Tackling Finance’s Trojan Horse: Addressing Dormant Fraud
The presumption of innocence is a pillar of our justice system. It means that anyone accused of a crime is known innocent until proven guilty, and we uphold this standard to protect individuals from being unfairly judged or punished.
In financial services, this principle can wreak havoc.
Banks, fintechs, and other financial services providers don’t allow just anyone to open a new account — there are compliance, credit risk, and fraud considerations that make some customers too risky. However, most firms also want to grow their customer base, which incentivizes them to give greater leeway to new applicants.
This dynamic has given rise to a new type of fraud risk: dormant fraud. Dormant accounts are defined as those that haven’t transacted yet. For many firms, this seems acceptable — if they haven’t transacted, how can anyone say they’re fraudulent? This unsuspecting risk is the financial sector’s Trojan Horse – seemingly harmless on the surface, but potentially destructive if left unattended.
Today’s blog will answer this question and offer insights for how to protect your institution from this novel threat.
The transaction threshold
Dormant fraud thrives when financial firms presume new customers are legitimate until proven fraudulent.

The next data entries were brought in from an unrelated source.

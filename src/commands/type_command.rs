use crate::{
    commands::command_error::CommandError, key_value_store::KeyValueStore, resp::RespValue,
};

pub struct TypeArguments {
    key: String,
}

impl TypeArguments {
    pub fn parse(arguments: &[String]) -> Result<Self, CommandError> {
        let [key] = arguments else {
            return Err(CommandError::wrong_number_of_arguments("type"));
        };

        Ok(Self { key: key.clone() })
    }
}

pub fn type_command(
    store: &mut KeyValueStore,
    arguments: &[String],
) -> Result<RespValue, CommandError> {
    let type_arguments = TypeArguments::parse(arguments)?;

    let type_name = store.type_of(&type_arguments.key).unwrap_or("none");

    Ok(RespValue::SimpleString(type_name.to_string()))
}
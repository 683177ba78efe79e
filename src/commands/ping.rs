use crate::{commands::command_error::CommandError, resp::RespValue};

pub struct PingArguments {
    message: Option<String>,
}

impl PingArguments {
    pub fn parse(arguments: &[String]) -> Result<Self, CommandError> {
        match arguments {
            [] => Ok(Self { message: None }),
            [message] => Ok(Self {
                message: Some(message.clone()),
            }),
            _ => Err(CommandError::wrong_number_of_arguments("ping")),
        }
    }
}

pub fn ping(arguments: &[String]) -> Result<RespValue, CommandError> {
    let ping_arguments = PingArguments::parse(arguments)?;

    match ping_arguments.message {
        Some(message) => Ok(RespValue::BulkString(message)),
        None => Ok(RespValue::SimpleString("PONG".to_string())),
    }
}
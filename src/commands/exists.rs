use crate::{
    commands::command_error::CommandError, key_value_store::KeyValueStore, resp::RespValue,
};

pub struct ExistsArguments {
    keys: Vec<String>,
}

impl ExistsArguments {
    pub fn parse(arguments: &[String]) -> Result<Self, CommandError> {
        if arguments.is_empty() {
            return Err(CommandError::wrong_number_of_arguments("exists"));
        }

        Ok(Self {
            keys: arguments.to_vec(),
        })
    }
}

/// Handles the Redis EXISTS command. A key named twice is counted twice.
pub fn exists(store: &mut KeyValueStore, arguments: &[String]) -> Result<RespValue, CommandError> {
    let exists_arguments = ExistsArguments::parse(arguments)?;

    let count = exists_arguments
        .keys
        .iter()
        .filter(|key| store.exists(key))
        .count();

    Ok(RespValue::Integer(count as i64))
}
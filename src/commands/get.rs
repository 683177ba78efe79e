use crate::{
    commands::command_error::CommandError, key_value_store::KeyValueStore, resp::RespValue,
};

pub struct GetArguments {
    key: String,
}

impl GetArguments {
    pub fn parse(arguments: &[String]) -> Result<Self, CommandError> {
        let [key] = arguments else {
            return Err(CommandError::wrong_number_of_arguments("get"));
        };

        Ok(Self { key: key.clone() })
    }
}

/// Handles the Redis GET command.
///
/// # Returns
///
/// * `Ok(RespValue::BulkString)` - The value stored at the key
/// * `Ok(RespValue::Null)` - If the key does not exist or has expired
/// * `Err(CommandError::WrongType)` - If the key holds a list or a stream
/// * `Err(CommandError::WrongNumberOfArguments)` - If not exactly one key is given
pub fn get(store: &mut KeyValueStore, arguments: &[String]) -> Result<RespValue, CommandError> {
    let get_arguments = GetArguments::parse(arguments)?;

    match store.get_string(&get_arguments.key)? {
        Some(value) => Ok(RespValue::BulkString(value.clone())),
        None => Ok(RespValue::Null),
    }
}
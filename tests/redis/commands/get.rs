use redis_keyspace::{commands::CommandError, key_value_store::StoreError};

use crate::test_utils::{TestEnv, TestUtils};

#[tokio::test]
async fn test_handle_get_command() {
    let mut env = TestEnv::new();

    env.exec_command_immediate_success_response(
        TestUtils::set_command("grape", "mango"),
        &TestUtils::client_address(41844),
        &TestUtils::expected_simple_string("OK"),
    )
    .await;

    let test_cases = vec![
        ("grape", TestUtils::expected_bulk_string("mango")),
        ("apple", TestUtils::expected_null()),
    ];

    for (key, expected) in test_cases {
        env.exec_command_immediate_success_response(
            TestUtils::get_command(key),
            &TestUtils::client_address(41844),
            &expected,
        )
        .await;
    }
}

#[tokio::test]
async fn test_handle_get_command_wrong_type() {
    let mut env = TestEnv::new();

    env.exec_command_immediate_success_response(
        TestUtils::rpush_command("fruits", &["mango"]),
        &TestUtils::client_address(41844),
        &TestUtils::expected_integer(1),
    )
    .await;

    env.exec_command_immediate_error_response(
        TestUtils::get_command("fruits"),
        &TestUtils::client_address(41844),
        CommandError::WrongType(StoreError::WrongType),
    )
    .await;
}

#[tokio::test]
async fn test_handle_get_command_invalid() {
    let mut env = TestEnv::new();

    env.exec_command_immediate_error_response(
        TestUtils::invalid_command(&["GET", "grape", "mango"]),
        &TestUtils::client_address(41844),
        CommandError::WrongNumberOfArguments("get".to_string()),
    )
    .await;
}
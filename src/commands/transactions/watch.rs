use std::sync::Arc;

use tokio::sync::Mutex;

use crate::{
    commands::{CommandError, command_handler::CommandResult},
    key_value_store::KeyValueStore,
    resp::RespValue,
    state::State,
};

pub struct WatchArguments {
    keys: Vec<String>,
}

impl WatchArguments {
    pub fn parse(arguments: &[String]) -> Result<Self, CommandError> {
        if arguments.is_empty() {
            return Err(CommandError::wrong_number_of_arguments("watch"));
        }

        Ok(Self {
            keys: arguments.to_vec(),
        })
    }
}

pub struct UnwatchArguments;

impl UnwatchArguments {
    pub fn parse(arguments: &[String]) -> Result<Self, CommandError> {
        if !arguments.is_empty() {
            return Err(CommandError::wrong_number_of_arguments("unwatch"));
        }

        Ok(Self)
    }
}

/// Records the current version of each key. A later EXEC by the same client
/// aborts if any of them changed in the meantime.
pub async fn watch(
    client_address: &str,
    store: Arc<Mutex<KeyValueStore>>,
    state: Arc<Mutex<State>>,
    arguments: &[String],
) -> Result<CommandResult, CommandError> {
    let watch_arguments = WatchArguments::parse(arguments)?;

    let mut store_guard = store.lock().await;
    let mut state_guard = state.lock().await;

    if state_guard.is_in_transaction(client_address) {
        return Err(CommandError::WatchInsideMulti);
    }

    for key in &watch_arguments.keys {
        let version = store_guard.version(key);
        state_guard.watch(client_address, key, version);
    }

    Ok(CommandResult::Response(RespValue::ok()))
}

pub async fn unwatch(
    client_address: &str,
    state: Arc<Mutex<State>>,
    arguments: &[String],
) -> Result<CommandResult, CommandError> {
    UnwatchArguments::parse(arguments)?;

    let mut state_guard = state.lock().await;
    state_guard.unwatch(client_address);

    Ok(CommandResult::Response(RespValue::ok()))
}
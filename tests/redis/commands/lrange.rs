use redis_keyspace::commands::CommandError;

use crate::test_utils::{TestEnv, TestUtils};

#[tokio::test]
async fn test_handle_lrange_command() {
    let mut env = TestEnv::new();

    env.exec_command_immediate_success_response(
        TestUtils::rpush_command("list_key2", &["a", "b", "c", "d", "e"]),
        &TestUtils::client_address(41844),
        &TestUtils::expected_integer(5),
    )
    .await;

    let test_cases = vec![
        (0, 1, vec!["a", "b"]),
        (2, 4, vec!["c", "d", "e"]),
        (-2, -1, vec!["d", "e"]),
        (0, -3, vec!["a", "b", "c"]),
        (-10, 1, vec!["a", "b"]),
        (0, 100, vec!["a", "b", "c", "d", "e"]),
        (3, 1, vec![]),
        (5, 10, vec![]),
    ];

    for (start, stop, expected) in test_cases {
        env.exec_command_immediate_success_response(
            TestUtils::lrange_command("list_key2", start, stop),
            &TestUtils::client_address(41844),
            &TestUtils::expected_bulk_string_array(&expected),
        )
        .await;
    }

    env.exec_command_immediate_success_response(
        TestUtils::lrange_command("missing", 0, -1),
        &TestUtils::client_address(41844),
        &TestUtils::expected_bulk_string_array(&[]),
    )
    .await;
}

#[tokio::test]
async fn test_handle_lrange_command_invalid() {
    let mut env = TestEnv::new();

    let test_cases = vec![
        (
            TestUtils::invalid_command(&["LRANGE", "list_key2", "0"]),
            CommandError::WrongNumberOfArguments("lrange".to_string()),
        ),
        (
            TestUtils::invalid_command(&["LRANGE", "list_key2", "zero", "1"]),
            CommandError::NotAnInteger,
        ),
    ];

    for (command, expected_error) in test_cases {
        env.exec_command_immediate_error_response(
            command,
            &TestUtils::client_address(41844),
            expected_error,
        )
        .await;
    }
}
use redis_keyspace::commands::CommandError;

use crate::test_utils::{TestEnv, TestUtils};

#[tokio::test]
async fn test_watch_aborts_transaction_on_change() {
    let mut env = TestEnv::new();
    let client = TestUtils::client_address(41844);
    let other = TestUtils::client_address(41845);

    env.dispatch(TestUtils::set_command("balance", "10"), &client)
        .await;

    env.exec_command_immediate_success_response(
        TestUtils::watch_command(&["balance"]),
        &client,
        &TestUtils::expected_simple_string("OK"),
    )
    .await;

    env.dispatch(TestUtils::multi_command(), &client).await;
    env.dispatch(TestUtils::incr_command("balance"), &client).await;

    env.dispatch(TestUtils::set_command("balance", "100"), &other)
        .await;

    env.exec_command_transaction_success_response(&client, &TestUtils::expected_null_array())
        .await;

    assert_eq!(
        env.dispatch(TestUtils::get_command("balance"), &client).await,
        TestUtils::expected_bulk_string("100")
    );

    // EXEC cleared the watch, so the next transaction runs.
    env.dispatch(TestUtils::multi_command(), &client).await;
    env.dispatch(TestUtils::incr_command("balance"), &client).await;

    env.exec_command_transaction_success_response(
        &client,
        &format!("*1\r\n{}", TestUtils::expected_integer(101)),
    )
    .await;
}

#[tokio::test]
async fn test_watch_without_change_runs_transaction() {
    let mut env = TestEnv::new();
    let client = TestUtils::client_address(41844);

    env.dispatch(TestUtils::watch_command(&["balance", "missing"]), &client)
        .await;
    env.dispatch(TestUtils::multi_command(), &client).await;
    env.dispatch(TestUtils::incr_command("balance"), &client).await;

    env.exec_command_transaction_success_response(
        &client,
        &format!("*1\r\n{}", TestUtils::expected_integer(1)),
    )
    .await;
}

#[tokio::test]
async fn test_watch_detects_delete_and_expiry() {
    let mut env = TestEnv::new();
    let client = TestUtils::client_address(41844);

    env.dispatch(TestUtils::set_command("deleted", "x"), &client)
        .await;
    env.dispatch(
        TestUtils::set_command_with_expiration("expiring", "x", 50),
        &client,
    )
    .await;

    for key in ["deleted", "expiring"] {
        env.dispatch(TestUtils::watch_command(&[key]), &client).await;

        if key == "deleted" {
            env.dispatch(TestUtils::del_command(&["deleted"]), &client)
                .await;
        } else {
            TestUtils::sleep_ms(100).await;
        }

        env.dispatch(TestUtils::multi_command(), &client).await;
        env.dispatch(TestUtils::ping_command(), &client).await;

        env.exec_command_transaction_success_response(&client, &TestUtils::expected_null_array())
            .await;
    }
}

#[tokio::test]
async fn test_unwatch() {
    let mut env = TestEnv::new();
    let client = TestUtils::client_address(41844);

    env.dispatch(TestUtils::watch_command(&["balance"]), &client)
        .await;

    env.exec_command_immediate_success_response(
        TestUtils::unwatch_command(),
        &client,
        &TestUtils::expected_simple_string("OK"),
    )
    .await;

    env.dispatch(TestUtils::set_command("balance", "5"), &client)
        .await;
    env.dispatch(TestUtils::multi_command(), &client).await;
    env.dispatch(TestUtils::get_command("balance"), &client).await;

    env.exec_command_transaction_success_response(
        &client,
        &format!("*1\r\n{}", TestUtils::expected_bulk_string("5")),
    )
    .await;
}

#[tokio::test]
async fn test_discard_clears_watch() {
    let mut env = TestEnv::new();
    let client = TestUtils::client_address(41844);

    env.dispatch(TestUtils::watch_command(&["balance"]), &client)
        .await;
    env.dispatch(TestUtils::multi_command(), &client).await;
    env.dispatch(TestUtils::discard_command(), &client).await;

    env.dispatch(TestUtils::set_command("balance", "5"), &client)
        .await;
    env.dispatch(TestUtils::multi_command(), &client).await;
    env.dispatch(TestUtils::get_command("balance"), &client).await;

    env.exec_command_transaction_success_response(
        &client,
        &format!("*1\r\n{}", TestUtils::expected_bulk_string("5")),
    )
    .await;
}

#[tokio::test]
async fn test_watch_errors() {
    let mut env = TestEnv::new();
    let client = TestUtils::client_address(41844);

    env.exec_command_immediate_error_response(
        TestUtils::watch_command(&[]),
        &client,
        CommandError::WrongNumberOfArguments("watch".to_string()),
    )
    .await;

    env.dispatch(TestUtils::multi_command(), &client).await;

    env.exec_command_immediate_error_response(
        TestUtils::watch_command(&["balance"]),
        &client,
        CommandError::WatchInsideMulti,
    )
    .await;
}

#[tokio::test]
async fn test_watch_ignores_lpop_of_zero_elements() {
    let mut env = TestEnv::new();
    let client = TestUtils::client_address(41844);
    let other = TestUtils::client_address(41845);

    env.dispatch(TestUtils::rpush_command("list", &["a"]), &client)
        .await;
    env.dispatch(TestUtils::watch_command(&["list"]), &client)
        .await;

    assert_eq!(
        env.dispatch(TestUtils::lpop_command_multiple_items("list", 0), &other)
            .await,
        "*0\r\n"
    );

    env.dispatch(TestUtils::multi_command(), &client).await;
    env.dispatch(TestUtils::llen_command("list"), &client).await;

    env.exec_command_transaction_success_response(
        &client,
        &format!("*1\r\n{}", TestUtils::expected_integer(1)),
    )
    .await;
}
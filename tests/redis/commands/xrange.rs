use redis_keyspace::{commands::CommandError, stream::StreamError};

use crate::test_utils::{TestEnv, TestUtils};

async fn seed_stream(env: &mut TestEnv) {
    let entries = vec![
        ("1526985054069-0", vec!["temperature", "36", "humidity", "95"]),
        ("1526985054069-1", vec!["temperature", "37", "humidity", "94"]),
        ("1526985054070-0", vec!["temperature", "38", "humidity", "93"]),
    ];

    for (id, fields) in entries {
        env.exec_command_immediate_success_response(
            TestUtils::xadd_command("sensor", id, &fields),
            &TestUtils::client_address(41844),
            &TestUtils::expected_bulk_string(id),
        )
        .await;
    }
}

#[tokio::test]
async fn test_handle_xrange_command() {
    let mut env = TestEnv::new();
    seed_stream(&mut env).await;

    let first: (&str, &[&str]) = ("1526985054069-0", &["temperature", "36", "humidity", "95"]);
    let second: (&str, &[&str]) = ("1526985054069-1", &["temperature", "37", "humidity", "94"]);
    let third: (&str, &[&str]) = ("1526985054070-0", &["temperature", "38", "humidity", "93"]);

    let test_cases = vec![
        ("-", "+", vec![first, second, third]),
        ("1526985054069", "1526985054069", vec![first, second]),
        ("1526985054069-1", "+", vec![second, third]),
        ("-", "1526985054069-0", vec![first]),
        ("1526985054070-1", "+", vec![]),
        ("1526985054070", "1526985054069", vec![]),
    ];

    for (start, end, expected) in test_cases {
        env.exec_command_immediate_success_response(
            TestUtils::xrange_command("sensor", start, end),
            &TestUtils::client_address(41844),
            &TestUtils::expected_stream_entries(&expected),
        )
        .await;
    }
}

#[tokio::test]
async fn test_handle_xrange_command_missing_key() {
    let mut env = TestEnv::new();

    env.exec_command_immediate_success_response(
        TestUtils::xrange_command("missing", "-", "+"),
        &TestUtils::client_address(41844),
        &TestUtils::expected_stream_entries(&[]),
    )
    .await;
}

#[tokio::test]
async fn test_handle_xrange_command_invalid() {
    let mut env = TestEnv::new();

    let test_cases = vec![
        (
            TestUtils::xrange_command("sensor", "abc", "+"),
            CommandError::InvalidStreamId(StreamError::InvalidId),
        ),
        (
            TestUtils::xrange_command("sensor", "-", "1-x"),
            CommandError::InvalidStreamId(StreamError::InvalidId),
        ),
        (
            TestUtils::invalid_command(&["XRANGE", "sensor", "-"]),
            CommandError::WrongNumberOfArguments("xrange".to_string()),
        ),
    ];

    for (command, expected_error) in test_cases {
        env.exec_command_immediate_error_response(
            command,
            &TestUtils::client_address(41844),
            expected_error,
        )
        .await;
    }
}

In late 2022, NeuroID worked with a customer to backtest their user base for potential signs of fraud. Upon analyzing their user base, we discovered over 100,000 dormant accounts likely to be fraudulent, none of which had completed a transaction. The customer, a merchant acquirer, hadn’t considered these accounts suspicious and therefore didn’t see any risk in letting them remain active.
Our customer considered them sufficient to check customers for basic fraud indicators at the point of onboarding, and then check their first transaction attempt for signs of fraud. But, as we discovered, these defenses still let through a lot of fraud.
How did we know these 100,000 accounts were fraudulent?
- Low familiarity – Our backtest revealed these applicants weren’t deeply familiar with the information they used to fill out their application. Behavioral flags like copying and pasting into fields or constant tab switching typically suggest that the applicant is applying with personally identifiable information (PII) which isn’t their own.
- Fraud clusters – Our backtest also revealed that many of these accounts used the same web browser during sign-up. We don’t just mean that they all used Chrome or Safari — these accounts were opened using the same device, same IP address, and same web browser, suggesting most likely one individual was applying for multiple accounts.
We even found hundreds of clusters like these, many with 50 or more accounts belonging to the same device and IP address within our customer’s user base.
So, our customer’s efforts to safely onboard and monitor users’ transactions left them vulnerable. But if these accounts have been quietly existing, what is the threat they pose?
A sleeping threat
Our customer was surprised to find so many fraudulent accounts among their user base. While we were pleased to assist in identifying and closing these accounts, our strongest recommendation was to focus on prevention going forward. This is due to the nature of the threat posed by these accounts.
Dormant accounts are useful for a number of fraudulent purposes: receiving or transferring stolen funds, misrepresenting one’s financial position, or building toward a bust-out. Like a Trojan Horse in our midst, these dormant accounts, seemingly harmless in their inactivity, can cause significant damage once mobilized for fraudulent activities.
Other financial service providers may offer credit, for instance, based on the existence of the dormant account. The more accounts an identity has in good standing — even if that identity is stolen or synthetic — the greater the chance of another institution mistaking them for a good customer and putting themselves at risk.
Even worse, some firms actually consider an account more trustworthy based on how long it has existed — even if it has yet to attempt a single transaction. This creates an incentive for fraudsters to open many, many accounts today, with the aim of exploiting them later.
NeuroID’s tools are effective in flagging low familiarity and fraud clusters. We believe that most financial institutions could uncover significant numbers of dormant, fraudulent accounts by exploring these two variables. Doing so would not only benefit the firm in question — it would protect other institutions and keep sophisticated fraudsters from carrying out large-scale bust outs.
What’s to be done?
NeuroID’s behavioral data is most potent when combined with other fraud prevention techniques. Our merchant acquirer customer, for example, is resolving their previous blind spot vis-a-vis dormant accounts with NeuroID’s help, as well as other fraud tools.